2023 Philippines men's national basketball team results
- Head coach: Chot Reyes (until September) Tim Cone (from September)
- Biggest win: Singapore 45–105 Philippines (Phnom Penh, Cambodia; May 13)
- Biggest defeat: Philippines 62–87 Jordan (Hangzhou, China; September 30)
- ← 20222024 →

= 2023 Philippines men's national basketball team results =

The Philippines national basketball team was led by head coach Chot Reyes until the appointment of Tim Cone in September.

By January 2023, Reyes has temporarily stepped down as coach of the TNT Tropang Giga allowing him to focus on fulfilling his duties as head coach of the national team. Jojo Lastimosa succeeded him as TNT coach. Reyes however remained an active consultant with helping Lastimosa guide the Philippine Basketball Association (PBA) team in their 2023 PBA Governors' Cup run.

In February 2023, the Philippines took part in the final window of the 2023 FIBA Basketball World Cup Asian qualifiers. The national team ended their participation in the qualifiers with a lost to Jordan.

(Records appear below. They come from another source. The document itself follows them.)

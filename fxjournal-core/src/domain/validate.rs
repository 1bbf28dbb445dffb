//! Numeric and text checks applied to drafts and patches before they reach
//! the store. Invalid input is rejected, never coerced to NaN or zero.

use crate::error::ValidationError;

/// Parse a price typed by a user.
///
/// Surrounding whitespace is ignored. Empty, non-numeric and non-finite
/// input (`"NaN"`, `"inf"`) is rejected.
pub fn parse_price(field: &'static str, input: &str) -> Result<f64, ValidationError> {
    let trimmed = input.trim();
    if trimmed.is_empty() {
        return Err(ValidationError::Empty { field });
    }
    let value: f64 = trimmed.parse().map_err(|_| ValidationError::NotANumber {
        field,
        input: input.to_string(),
    })?;
    finite(field, value)
}

/// Like [`parse_price`] but treats empty input as "not provided".
pub fn parse_optional_price(
    field: &'static str,
    input: &str,
) -> Result<Option<f64>, ValidationError> {
    if input.trim().is_empty() {
        return Ok(None);
    }
    parse_price(field, input).map(Some)
}

pub fn finite(field: &'static str, value: f64) -> Result<f64, ValidationError> {
    if value.is_finite() {
        Ok(value)
    } else {
        Err(ValidationError::NonFinite { field })
    }
}

pub fn non_negative(field: &'static str, value: f64) -> Result<f64, ValidationError> {
    let value = finite(field, value)?;
    if value < 0.0 {
        return Err(ValidationError::Negative { field, value });
    }
    Ok(value)
}

pub fn optional_finite(field: &'static str, value: Option<f64>) -> Result<(), ValidationError> {
    if let Some(v) = value {
        finite(field, v)?;
    }
    Ok(())
}

pub fn non_empty(field: &'static str, value: &str) -> Result<(), ValidationError> {
    if value.trim().is_empty() {
        return Err(ValidationError::Empty { field });
    }
    Ok(())
}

As one of the hosts of the 2023 FIBA Basketball World Cup, the Philippines were already qualified regardless of their performance.

Prior to the World Cup, the team took part in the 2023 Southeast Asian Games in Cambodia where FIBA eligibility rules were not used and a passport-only rule is imposed for players. The Philippine roster is a mix of PBA and college players. It is reinforced by naturalized player and American-born Justin Brownlee, as well as Filipino-foreigners Filipino-foreigners and Chris Ross who are ineligible to play as a local in FIBA-sanctioned tournaments.

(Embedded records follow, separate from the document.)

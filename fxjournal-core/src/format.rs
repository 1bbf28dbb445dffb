//! Pair-aware pip math and display formatting.
//!
//! All functions are total: any finite input produces a value or string.

/// Pips per unit of price: 100 for JPY-quoted pairs, 10 000 otherwise.
pub fn pip_scale(pair: &str) -> f64 {
    if is_jpy_pair(pair) {
        100.0
    } else {
        10_000.0
    }
}

/// JPY classification is a case-insensitive substring test on the symbol.
pub fn is_jpy_pair(pair: &str) -> bool {
    pair.to_ascii_uppercase().contains("JPY")
}

/// Absolute pip distance for a price difference.
pub fn calculate_pips(price_diff: f64, pair: &str) -> f64 {
    price_diff.abs() * pip_scale(pair)
}

/// Render a pip count for display.
///
/// Bands on the magnitude as it would be displayed:
///
/// | magnitude    | standard pairs           | JPY pairs                |
/// |--------------|--------------------------|--------------------------|
/// | >= 1000      | 0 decimals, `,` grouping | 0 decimals, `,` grouping |
/// | >= 100       | 0 decimals               | 0 decimals               |
/// | >= 10        | 1 decimal                | 0 decimals               |
/// | < 10         | 1 decimal                | 1 decimal                |
///
/// A value that rounds up across a boundary takes the upper band, so 999.6
/// renders as `1,000` and a JPY 9.96 as `10`. A missing pair is treated as a
/// standard pair. The sign is kept unless the value rounds to zero.
pub fn format_pips(pips: f64, pair: Option<&str>) -> String {
    let decimal_limit = if pair.is_some_and(is_jpy_pair) {
        10.0
    } else {
        100.0
    };
    let magnitude = pips.abs();

    let tenths = format!("{magnitude:.1}");
    let body = if tenths.parse::<f64>().is_ok_and(|v| v < decimal_limit) {
        tenths
    } else {
        let whole = format!("{magnitude:.0}");
        if whole.len() > 3 {
            group_thousands(&whole)
        } else {
            whole
        }
    };

    format!("{}{body} pips", sign_prefix(pips, &body))
}

/// en-US currency string with two decimals, e.g. `-$1,234.50`.
///
/// Codes without a dedicated symbol render as `"CODE 1,234.50"`.
pub fn format_currency(amount: f64, currency: &str) -> String {
    let code = currency.trim().to_ascii_uppercase();
    let digits = format!("{:.2}", amount.abs());
    let (int_part, frac_part) = digits.split_once('.').unwrap_or((digits.as_str(), "00"));
    let body = format!("{}.{frac_part}", group_thousands(int_part));
    let sign = sign_prefix(amount, &body);

    match currency_symbol(&code) {
        Some(symbol) => format!("{sign}{symbol}{body}"),
        None => format!("{sign}{code} {body}"),
    }
}

/// Fixed-decimal percentage, e.g. `format_percentage(66.666, 1) == "66.7%"`.
pub fn format_percentage(value: f64, decimals: usize) -> String {
    format!("{value:.decimals$}%")
}

fn currency_symbol(code: &str) -> Option<&'static str> {
    match code {
        "USD" => Some("$"),
        "EUR" => Some("€"),
        "GBP" => Some("£"),
        "JPY" => Some("¥"),
        "AUD" => Some("A$"),
        "CAD" => Some("CA$"),
        "NZD" => Some("NZ$"),
        _ => None,
    }
}

/// "-" when the value is negative and the rendered digits are not all zero.
fn sign_prefix(value: f64, rendered: &str) -> &'static str {
    let nonzero = rendered.chars().any(|c| c.is_ascii_digit() && c != '0');
    if value < 0.0 && nonzero {
        "-"
    } else {
        ""
    }
}

/// Insert `,` every three digits of an unsigned integer string.
fn group_thousands(digits: &str) -> String {
    let len = digits.len();
    let mut out = String::with_capacity(len + len / 3);
    for (i, ch) in digits.chars().enumerate() {
        if i > 0 && (len - i) % 3 == 0 {
            out.push(',');
        }
        out.push(ch);
    }
    out
}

The Philippines were grouped with host Cambodia, Malaysia, and Singapore in the group stage. They won their opener against Malaysia, before figuring in a historic lost against the hosts who were laden by six naturalized players. They were still able to advance to the semifinals by winning their final group game against Singapore. They won the semifinal before getting revenge against the hosts in the final to claim the gold.

For the FIBA Basketball World Cup in August, the Philippines are set to face Italy, the Dominican Republic and Angola in Group A. The Philippines have played against Italy and Angola in the 2019 FIBA World Cup in China while they faced the Dominican Republic in the Belgrade tournament of the 2020 FIBA Men's Olympic Qualifiers in June to July 2021. The Philippines lost its last games against these three oppositions. Reyes would step down from the head coaching role shortly after the game.

==Rosters==
===2022 Asian Games===
The following was the roster of the Philippines national team for the 2022 Asian Games in China.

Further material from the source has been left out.